- [Work item] When a line below contains the word "bool", copy that line.

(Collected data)

##############################

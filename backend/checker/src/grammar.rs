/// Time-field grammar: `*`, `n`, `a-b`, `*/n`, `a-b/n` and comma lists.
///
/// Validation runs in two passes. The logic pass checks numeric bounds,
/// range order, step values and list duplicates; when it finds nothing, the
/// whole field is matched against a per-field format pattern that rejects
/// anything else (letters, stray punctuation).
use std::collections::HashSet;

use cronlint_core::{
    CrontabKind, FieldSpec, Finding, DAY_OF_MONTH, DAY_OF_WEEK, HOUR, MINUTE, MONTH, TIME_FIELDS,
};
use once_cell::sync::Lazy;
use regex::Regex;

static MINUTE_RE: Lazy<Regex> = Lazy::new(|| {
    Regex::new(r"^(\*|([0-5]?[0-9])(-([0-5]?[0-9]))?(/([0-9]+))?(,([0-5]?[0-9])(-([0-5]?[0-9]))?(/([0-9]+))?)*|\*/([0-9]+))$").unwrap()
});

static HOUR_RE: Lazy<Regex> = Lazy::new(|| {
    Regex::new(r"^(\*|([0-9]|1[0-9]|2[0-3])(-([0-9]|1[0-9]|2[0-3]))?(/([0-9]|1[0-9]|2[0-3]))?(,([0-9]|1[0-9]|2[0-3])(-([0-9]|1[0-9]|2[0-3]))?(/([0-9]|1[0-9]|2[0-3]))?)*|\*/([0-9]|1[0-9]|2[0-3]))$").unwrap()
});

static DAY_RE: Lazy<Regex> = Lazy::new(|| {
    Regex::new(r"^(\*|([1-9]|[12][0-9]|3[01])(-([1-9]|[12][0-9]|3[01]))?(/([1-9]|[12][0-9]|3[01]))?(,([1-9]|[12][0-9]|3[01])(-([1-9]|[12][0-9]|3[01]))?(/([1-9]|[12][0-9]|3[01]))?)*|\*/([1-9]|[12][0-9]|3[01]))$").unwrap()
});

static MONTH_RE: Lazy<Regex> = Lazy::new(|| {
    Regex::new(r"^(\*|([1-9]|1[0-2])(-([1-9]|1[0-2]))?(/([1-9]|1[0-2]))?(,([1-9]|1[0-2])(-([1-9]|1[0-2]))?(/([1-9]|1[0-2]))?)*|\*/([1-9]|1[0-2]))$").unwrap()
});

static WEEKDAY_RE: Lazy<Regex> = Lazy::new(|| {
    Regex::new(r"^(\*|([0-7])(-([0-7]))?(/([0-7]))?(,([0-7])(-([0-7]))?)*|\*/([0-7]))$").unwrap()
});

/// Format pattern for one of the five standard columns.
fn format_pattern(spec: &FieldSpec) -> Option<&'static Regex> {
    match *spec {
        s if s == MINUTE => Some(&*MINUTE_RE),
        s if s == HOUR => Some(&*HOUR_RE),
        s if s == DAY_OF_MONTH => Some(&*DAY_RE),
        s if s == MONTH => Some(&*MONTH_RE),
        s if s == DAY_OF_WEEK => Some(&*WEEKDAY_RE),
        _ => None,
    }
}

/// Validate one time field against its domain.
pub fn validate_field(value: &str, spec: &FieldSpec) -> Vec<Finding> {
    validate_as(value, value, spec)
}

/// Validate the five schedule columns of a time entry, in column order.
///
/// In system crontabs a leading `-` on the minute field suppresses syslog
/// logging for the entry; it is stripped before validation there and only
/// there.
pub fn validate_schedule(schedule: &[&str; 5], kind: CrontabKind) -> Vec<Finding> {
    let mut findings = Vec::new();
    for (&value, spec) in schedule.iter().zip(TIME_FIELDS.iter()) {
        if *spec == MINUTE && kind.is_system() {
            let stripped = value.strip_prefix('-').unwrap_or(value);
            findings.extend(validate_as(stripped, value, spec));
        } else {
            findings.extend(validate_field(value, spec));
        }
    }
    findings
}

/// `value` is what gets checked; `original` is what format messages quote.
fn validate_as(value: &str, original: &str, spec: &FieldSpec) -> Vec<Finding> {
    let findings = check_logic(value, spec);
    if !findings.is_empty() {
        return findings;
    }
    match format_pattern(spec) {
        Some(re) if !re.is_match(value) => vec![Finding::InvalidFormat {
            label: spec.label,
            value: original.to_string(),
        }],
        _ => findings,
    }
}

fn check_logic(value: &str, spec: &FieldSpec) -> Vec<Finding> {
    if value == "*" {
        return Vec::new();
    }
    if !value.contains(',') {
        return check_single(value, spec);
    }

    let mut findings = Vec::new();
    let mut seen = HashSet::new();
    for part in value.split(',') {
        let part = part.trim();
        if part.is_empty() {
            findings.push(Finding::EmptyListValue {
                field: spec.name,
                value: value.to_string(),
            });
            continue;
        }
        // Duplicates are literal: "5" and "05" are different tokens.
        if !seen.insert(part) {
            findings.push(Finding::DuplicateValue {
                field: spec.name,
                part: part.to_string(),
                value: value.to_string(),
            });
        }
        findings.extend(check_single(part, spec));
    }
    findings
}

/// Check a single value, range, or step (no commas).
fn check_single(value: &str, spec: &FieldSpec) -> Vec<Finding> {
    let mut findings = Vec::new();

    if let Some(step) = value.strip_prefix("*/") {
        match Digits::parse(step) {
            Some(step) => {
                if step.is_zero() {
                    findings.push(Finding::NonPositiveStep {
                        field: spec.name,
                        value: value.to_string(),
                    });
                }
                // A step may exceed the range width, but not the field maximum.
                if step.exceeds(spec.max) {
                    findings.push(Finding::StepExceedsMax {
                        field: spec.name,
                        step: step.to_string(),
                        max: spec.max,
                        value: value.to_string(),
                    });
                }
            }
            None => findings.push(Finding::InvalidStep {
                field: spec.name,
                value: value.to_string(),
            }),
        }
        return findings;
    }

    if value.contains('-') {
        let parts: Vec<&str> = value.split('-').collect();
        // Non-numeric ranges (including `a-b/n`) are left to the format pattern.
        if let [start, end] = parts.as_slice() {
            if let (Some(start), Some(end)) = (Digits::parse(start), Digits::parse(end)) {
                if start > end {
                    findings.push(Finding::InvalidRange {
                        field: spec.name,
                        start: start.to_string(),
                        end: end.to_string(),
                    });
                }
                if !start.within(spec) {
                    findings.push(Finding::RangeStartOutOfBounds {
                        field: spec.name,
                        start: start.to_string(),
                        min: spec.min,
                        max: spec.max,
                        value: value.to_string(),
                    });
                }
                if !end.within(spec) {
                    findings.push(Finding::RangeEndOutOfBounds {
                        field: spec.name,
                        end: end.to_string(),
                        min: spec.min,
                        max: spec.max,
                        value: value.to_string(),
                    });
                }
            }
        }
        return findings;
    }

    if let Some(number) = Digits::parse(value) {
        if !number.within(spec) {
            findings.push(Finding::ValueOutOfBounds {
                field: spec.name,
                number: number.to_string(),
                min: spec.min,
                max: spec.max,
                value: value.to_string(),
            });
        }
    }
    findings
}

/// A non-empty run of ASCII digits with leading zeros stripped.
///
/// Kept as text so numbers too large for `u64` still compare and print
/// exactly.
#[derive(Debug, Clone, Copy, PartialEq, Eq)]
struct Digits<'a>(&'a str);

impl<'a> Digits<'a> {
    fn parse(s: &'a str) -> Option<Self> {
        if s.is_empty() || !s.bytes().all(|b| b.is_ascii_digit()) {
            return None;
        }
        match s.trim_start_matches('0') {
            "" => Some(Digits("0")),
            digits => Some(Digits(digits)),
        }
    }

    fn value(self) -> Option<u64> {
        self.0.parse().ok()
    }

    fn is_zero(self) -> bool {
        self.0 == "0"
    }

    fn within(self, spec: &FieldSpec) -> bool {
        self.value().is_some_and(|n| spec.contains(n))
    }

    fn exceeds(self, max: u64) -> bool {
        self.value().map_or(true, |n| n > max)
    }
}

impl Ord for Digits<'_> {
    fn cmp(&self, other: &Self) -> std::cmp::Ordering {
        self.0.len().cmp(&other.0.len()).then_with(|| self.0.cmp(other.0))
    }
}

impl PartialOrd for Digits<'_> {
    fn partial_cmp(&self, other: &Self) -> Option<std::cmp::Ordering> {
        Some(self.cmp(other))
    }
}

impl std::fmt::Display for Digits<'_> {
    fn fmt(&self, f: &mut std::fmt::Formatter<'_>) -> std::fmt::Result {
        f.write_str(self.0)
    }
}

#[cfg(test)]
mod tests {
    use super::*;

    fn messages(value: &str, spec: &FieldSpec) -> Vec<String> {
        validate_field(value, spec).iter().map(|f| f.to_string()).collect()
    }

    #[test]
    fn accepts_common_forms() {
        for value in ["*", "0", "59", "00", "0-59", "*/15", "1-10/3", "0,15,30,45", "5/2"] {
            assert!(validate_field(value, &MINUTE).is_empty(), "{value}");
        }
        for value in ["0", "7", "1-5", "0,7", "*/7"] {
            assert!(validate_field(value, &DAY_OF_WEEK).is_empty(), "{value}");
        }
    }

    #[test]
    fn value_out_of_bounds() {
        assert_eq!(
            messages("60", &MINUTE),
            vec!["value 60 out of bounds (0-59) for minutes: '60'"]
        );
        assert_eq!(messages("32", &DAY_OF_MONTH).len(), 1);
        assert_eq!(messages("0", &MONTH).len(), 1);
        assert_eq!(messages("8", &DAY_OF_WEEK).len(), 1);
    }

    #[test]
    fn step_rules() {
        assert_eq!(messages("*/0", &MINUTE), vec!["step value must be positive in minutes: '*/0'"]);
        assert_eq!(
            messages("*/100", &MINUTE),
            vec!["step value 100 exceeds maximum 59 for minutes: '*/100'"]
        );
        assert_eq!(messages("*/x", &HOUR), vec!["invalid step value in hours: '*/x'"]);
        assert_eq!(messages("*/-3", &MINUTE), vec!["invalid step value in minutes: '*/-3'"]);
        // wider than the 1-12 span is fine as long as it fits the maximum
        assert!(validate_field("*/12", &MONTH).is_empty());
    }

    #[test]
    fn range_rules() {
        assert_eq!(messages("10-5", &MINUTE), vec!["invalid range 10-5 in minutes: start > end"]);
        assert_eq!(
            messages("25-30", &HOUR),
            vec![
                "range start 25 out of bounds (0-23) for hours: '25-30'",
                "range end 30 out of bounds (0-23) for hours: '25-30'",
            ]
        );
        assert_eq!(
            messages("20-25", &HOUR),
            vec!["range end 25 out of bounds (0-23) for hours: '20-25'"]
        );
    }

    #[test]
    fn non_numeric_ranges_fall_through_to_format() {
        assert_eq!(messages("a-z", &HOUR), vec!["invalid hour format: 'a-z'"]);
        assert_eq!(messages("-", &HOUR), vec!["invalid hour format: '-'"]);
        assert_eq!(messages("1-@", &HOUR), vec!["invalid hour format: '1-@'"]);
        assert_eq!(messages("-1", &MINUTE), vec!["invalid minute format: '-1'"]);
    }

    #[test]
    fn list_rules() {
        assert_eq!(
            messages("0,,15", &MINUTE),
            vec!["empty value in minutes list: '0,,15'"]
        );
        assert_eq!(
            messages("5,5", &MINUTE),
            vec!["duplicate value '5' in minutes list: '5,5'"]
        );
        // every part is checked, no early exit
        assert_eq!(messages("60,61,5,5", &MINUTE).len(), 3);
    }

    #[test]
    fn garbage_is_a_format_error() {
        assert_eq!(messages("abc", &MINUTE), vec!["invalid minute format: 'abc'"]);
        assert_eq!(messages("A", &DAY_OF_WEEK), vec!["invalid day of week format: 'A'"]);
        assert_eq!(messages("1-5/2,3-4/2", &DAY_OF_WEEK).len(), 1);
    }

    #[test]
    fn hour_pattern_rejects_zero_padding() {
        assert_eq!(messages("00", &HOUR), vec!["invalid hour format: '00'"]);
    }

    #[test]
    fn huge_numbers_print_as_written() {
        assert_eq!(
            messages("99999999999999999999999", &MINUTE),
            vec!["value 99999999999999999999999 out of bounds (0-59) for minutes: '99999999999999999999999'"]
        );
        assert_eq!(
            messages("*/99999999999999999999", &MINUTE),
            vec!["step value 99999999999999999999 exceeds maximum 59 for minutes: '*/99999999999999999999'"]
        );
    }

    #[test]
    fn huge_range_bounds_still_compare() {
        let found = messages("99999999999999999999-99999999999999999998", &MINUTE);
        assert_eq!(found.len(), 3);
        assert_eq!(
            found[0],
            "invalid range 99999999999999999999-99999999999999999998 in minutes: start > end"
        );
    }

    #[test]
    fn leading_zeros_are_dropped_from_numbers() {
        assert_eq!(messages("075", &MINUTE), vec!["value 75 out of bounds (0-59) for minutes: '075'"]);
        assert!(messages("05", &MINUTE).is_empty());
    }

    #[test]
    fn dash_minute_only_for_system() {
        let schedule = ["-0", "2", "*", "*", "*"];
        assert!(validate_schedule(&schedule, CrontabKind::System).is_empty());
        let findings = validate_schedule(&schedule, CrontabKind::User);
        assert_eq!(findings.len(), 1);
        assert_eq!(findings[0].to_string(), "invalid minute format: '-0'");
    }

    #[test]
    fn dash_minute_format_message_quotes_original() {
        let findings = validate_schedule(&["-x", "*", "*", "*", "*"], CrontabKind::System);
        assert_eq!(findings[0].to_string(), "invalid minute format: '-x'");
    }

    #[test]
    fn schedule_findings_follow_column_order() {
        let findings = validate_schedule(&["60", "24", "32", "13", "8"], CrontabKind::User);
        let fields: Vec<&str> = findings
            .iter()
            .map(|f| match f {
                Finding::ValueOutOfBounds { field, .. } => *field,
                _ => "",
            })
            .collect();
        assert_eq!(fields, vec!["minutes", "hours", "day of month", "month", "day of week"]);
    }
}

##############################

- [Final answer]
    fn is_zero(self) -> bool {
    fn within(self, spec: &FieldSpec) -> bool {
    fn exceeds(self, max: u64) -> bool {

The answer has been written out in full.